--- START ---
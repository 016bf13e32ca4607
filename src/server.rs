//! RPC server: accepts connections and watches their liveness.
//!
//! Each accepted socket gets its own [`Connection`] with a server-side
//! watcher: the watchdog tracks when the last keepalive arrived (defaulting
//! to accept time) and force-closes the connection once the configured
//! timeout elapses in silence. Keepalive requests are answered immediately
//! and never reach dispatch.
//!
//! Connection tracking is not special-cased: the server chains its own
//! untrack callback into the shared close hook slot, exactly like user hooks.

use std::collections::HashMap;
use std::sync::atomic::{AtomicU64, Ordering};
use std::sync::{Arc, Mutex, RwLock, Weak};
use std::time::{Duration, Instant};

use bytes::Bytes;
use serde::de::DeserializeOwned;
use serde::Serialize;
use tokio::net::{TcpListener, TcpStream};

use crate::codec::PayloadCodec;
use crate::connection::Connection;
use crate::error::{Result, RpcError};
use crate::protocol::{ByteOrder, Frame};
use crate::registry::{MethodRegistry, Service};
use crate::watcher::{ConnectionWatcher, HookRegistry};

/// Default keepalive-silence window before a connection is closed.
pub const DEFAULT_CONNECTION_TIMEOUT: Duration = Duration::from_secs(20);

/// Server-side lifecycle watcher: keepalive watchdog plus hook fan-out.
struct ServerWatcher {
    hooks: Arc<HookRegistry>,
    connection_timeout_ms: Arc<AtomicU64>,
    last_keepalive_received: Mutex<Instant>,
}

impl ServerWatcher {
    fn new(hooks: Arc<HookRegistry>, connection_timeout_ms: Arc<AtomicU64>) -> Self {
        Self {
            hooks,
            connection_timeout_ms,
            // Accept time counts as the first sign of life.
            last_keepalive_received: Mutex::new(Instant::now()),
        }
    }
}

impl ConnectionWatcher for ServerWatcher {
    fn after_send(&self, conn: &Arc<Connection>, frame: &Frame) {
        self.hooks.invoke_after_send(conn, frame);
    }

    fn send_schedule(&self, conn: &Arc<Connection>) -> Result<()> {
        let timeout = Duration::from_millis(self.connection_timeout_ms.load(Ordering::Relaxed));
        if self.last_keepalive_received.lock().unwrap().elapsed() > timeout {
            tracing::debug!(peer = %conn.peer_addr(), "keepalive timeout");
            return Err(RpcError::KeepaliveTimeout);
        }

        self.hooks.invoke_send_schedule(conn);
        Ok(())
    }

    fn before_handle_frame(&self, conn: &Arc<Connection>, frame: &Frame) -> Result<bool> {
        if frame.is_keepalive() {
            // Only a keepalive request gets a keepalive response; a response
            // to our own probe just refreshes the clock.
            if frame.is_request() {
                let response = Frame::response(frame, Bytes::new(), conn.next_request_id());
                if let Err(e) = conn.try_enqueue(response) {
                    tracing::debug!(peer = %conn.peer_addr(), error = %e, "keepalive response dropped");
                }
            }
            *self.last_keepalive_received.lock().unwrap() = Instant::now();
            return Ok(true);
        }

        self.hooks.invoke_before_handle_frame(conn, frame)
    }

    fn after_invoke(&self, conn: &Arc<Connection>, frame: &Frame, result: &Result<Bytes>) {
        self.hooks.invoke_after_invoke(conn, frame, result);
    }

    fn after_close(&self, conn: &Arc<Connection>) {
        self.hooks.invoke_close(conn);
    }
}

struct ServerInner {
    registry: Arc<RwLock<MethodRegistry>>,
    hooks: Arc<HookRegistry>,
    connections: RwLock<HashMap<u64, Arc<Connection>>>,
    codec: PayloadCodec,
    byte_order: ByteOrder,
    connection_timeout_ms: Arc<AtomicU64>,
}

impl ServerInner {
    fn accept(self: &Arc<Self>, stream: TcpStream) {
        let watcher = Arc::new(ServerWatcher::new(
            self.hooks.clone(),
            self.connection_timeout_ms.clone(),
        ));
        let conn = Connection::spawn_tcp(
            stream,
            self.registry.clone(),
            watcher,
            self.byte_order,
            self.codec,
        );

        self.connections
            .write()
            .unwrap()
            .insert(conn.id(), conn.clone());
        self.hooks.invoke_connect(&conn);
    }

    async fn accept_loop(self: Arc<Self>, listener: TcpListener) {
        loop {
            match listener.accept().await {
                Ok((stream, addr)) => {
                    tracing::debug!(peer = %addr, "accepted connection");
                    self.accept(stream);
                }
                Err(e) => {
                    tracing::error!(error = %e, "accept failed");
                    return;
                }
            }
        }
    }
}

/// Server endpoint of peerwire connections.
pub struct RpcServer {
    inner: Arc<ServerInner>,
}

impl RpcServer {
    pub fn new(byte_order: ByteOrder, codec: PayloadCodec) -> Self {
        let inner = Arc::new(ServerInner {
            registry: Arc::new(RwLock::new(MethodRegistry::new())),
            hooks: Arc::new(HookRegistry::new()),
            connections: RwLock::new(HashMap::with_capacity(8)),
            codec,
            byte_order,
            connection_timeout_ms: Arc::new(AtomicU64::new(
                DEFAULT_CONNECTION_TIMEOUT.as_millis() as u64,
            )),
        });

        let weak: Weak<ServerInner> = Arc::downgrade(&inner);
        inner
            .hooks
            .add_close_hook("RpcServer.untrack", move |conn| {
                if let Some(inner) = weak.upgrade() {
                    inner.connections.write().unwrap().remove(&conn.id());
                }
            })
            .expect("close slot is empty at construction");

        Self { inner }
    }

    /// Bind `addr` and start accepting connections.
    pub async fn start(&self, addr: &str) -> Result<()> {
        let listener = TcpListener::bind(addr).await?;
        tracing::info!(addr = %listener.local_addr()?, "listening");
        self.start_on_listener(listener);
        Ok(())
    }

    /// Start accepting on an already-bound listener.
    pub fn start_on_listener(&self, listener: TcpListener) {
        tokio::spawn(self.inner.clone().accept_loop(listener));
    }

    pub fn get_connection(&self, connection_id: u64) -> Option<Arc<Connection>> {
        self.inner
            .connections
            .read()
            .unwrap()
            .get(&connection_id)
            .cloned()
    }

    pub fn connection_count(&self) -> usize {
        self.inner.connections.read().unwrap().len()
    }

    /// Keepalive-silence window; applies to live connections immediately.
    pub fn set_connection_timeout(&self, timeout: Duration) {
        self.inner
            .connection_timeout_ms
            .store(timeout.as_millis() as u64, Ordering::Relaxed);
    }

    pub fn register_func<F, P, R, Fut>(&self, module: &str, method: &str, handler: F) -> Result<()>
    where
        F: Fn(Arc<Connection>, P) -> Fut + Send + Sync + 'static,
        P: DeserializeOwned + Send + 'static,
        R: Serialize + Send + 'static,
        Fut: std::future::Future<Output = Result<R>> + Send + 'static,
    {
        self.inner
            .registry
            .write()
            .unwrap()
            .register_func(module, method, handler)
    }

    pub fn register_service<S: Service>(&self, service: S) -> Result<()> {
        self.inner.registry.write().unwrap().register_service(service)
    }

    /// Log every registered method at debug level.
    pub fn record_methods(&self) {
        self.inner.registry.read().unwrap().record_methods();
    }

    pub fn add_connect_hook(
        &self,
        name: &str,
        hook: impl Fn(&Arc<Connection>) + Send + Sync + 'static,
    ) -> Result<()> {
        self.inner.hooks.add_connect_hook(name, hook)
    }

    pub fn add_close_hook(
        &self,
        name: &str,
        hook: impl Fn(&Arc<Connection>) + Send + Sync + 'static,
    ) -> Result<()> {
        self.inner.hooks.add_close_hook(name, hook)
    }

    pub fn add_after_send_hook(
        &self,
        name: &str,
        hook: impl Fn(&Arc<Connection>, &Frame) + Send + Sync + 'static,
    ) -> Result<()> {
        self.inner.hooks.add_after_send_hook(name, hook)
    }

    pub fn add_send_schedule_hook(
        &self,
        name: &str,
        hook: impl Fn(&Arc<Connection>) + Send + Sync + 'static,
    ) -> Result<()> {
        self.inner.hooks.add_send_schedule_hook(name, hook)
    }

    pub fn add_before_handle_frame_hook(
        &self,
        name: &str,
        hook: impl Fn(&Arc<Connection>, &Frame) -> Result<bool> + Send + Sync + 'static,
    ) -> Result<()> {
        self.inner.hooks.add_before_handle_frame_hook(name, hook)
    }

    pub fn add_after_invoke_hook(
        &self,
        name: &str,
        hook: impl Fn(&Arc<Connection>, &Frame, &Result<Bytes>) + Send + Sync + 'static,
    ) -> Result<()> {
        self.inner.hooks.add_after_invoke_hook(name, hook)
    }
}

#[cfg(test)]
mod tests {
    use super::*;

    #[tokio::test]
    async fn test_duplicate_method_rejected_at_server() {
        let server = RpcServer::new(ByteOrder::Big, PayloadCodec::Json);
        server
            .register_func("global", "Hello", |_conn, _: ()| async { Ok(()) })
            .unwrap();

        let result = server.register_func("global", "Hello", |_conn, _: ()| async { Ok(()) });
        assert!(matches!(result, Err(RpcError::DuplicateMethod(_))));
    }

    #[tokio::test]
    async fn test_connection_tracking() {
        let server = RpcServer::new(ByteOrder::Big, PayloadCodec::Json);
        let listener = TcpListener::bind("127.0.0.1:0").await.unwrap();
        let addr = listener.local_addr().unwrap();
        server.start_on_listener(listener);

        assert_eq!(server.connection_count(), 0);

        let stream = TcpStream::connect(addr).await.unwrap();
        tokio::time::sleep(Duration::from_millis(100)).await;
        assert_eq!(server.connection_count(), 1);

        drop(stream);
        tokio::time::sleep(Duration::from_millis(300)).await;
        assert_eq!(server.connection_count(), 0);
    }
}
--- END ---
From the start of the data to the line that holds "once the configured", retype each line exactly, with both ends included.

#### Response to this task:
repository 016bf13e32ca4607
filename src/server.rs
//! RPC server: accepts connections and watches their liveness.
//!
//! Each accepted socket gets its own [`Connection`] with a server-side
//! watcher: the watchdog tracks when the last keepalive arrived (defaulting
//! to accept time) and force-closes the connection once the configured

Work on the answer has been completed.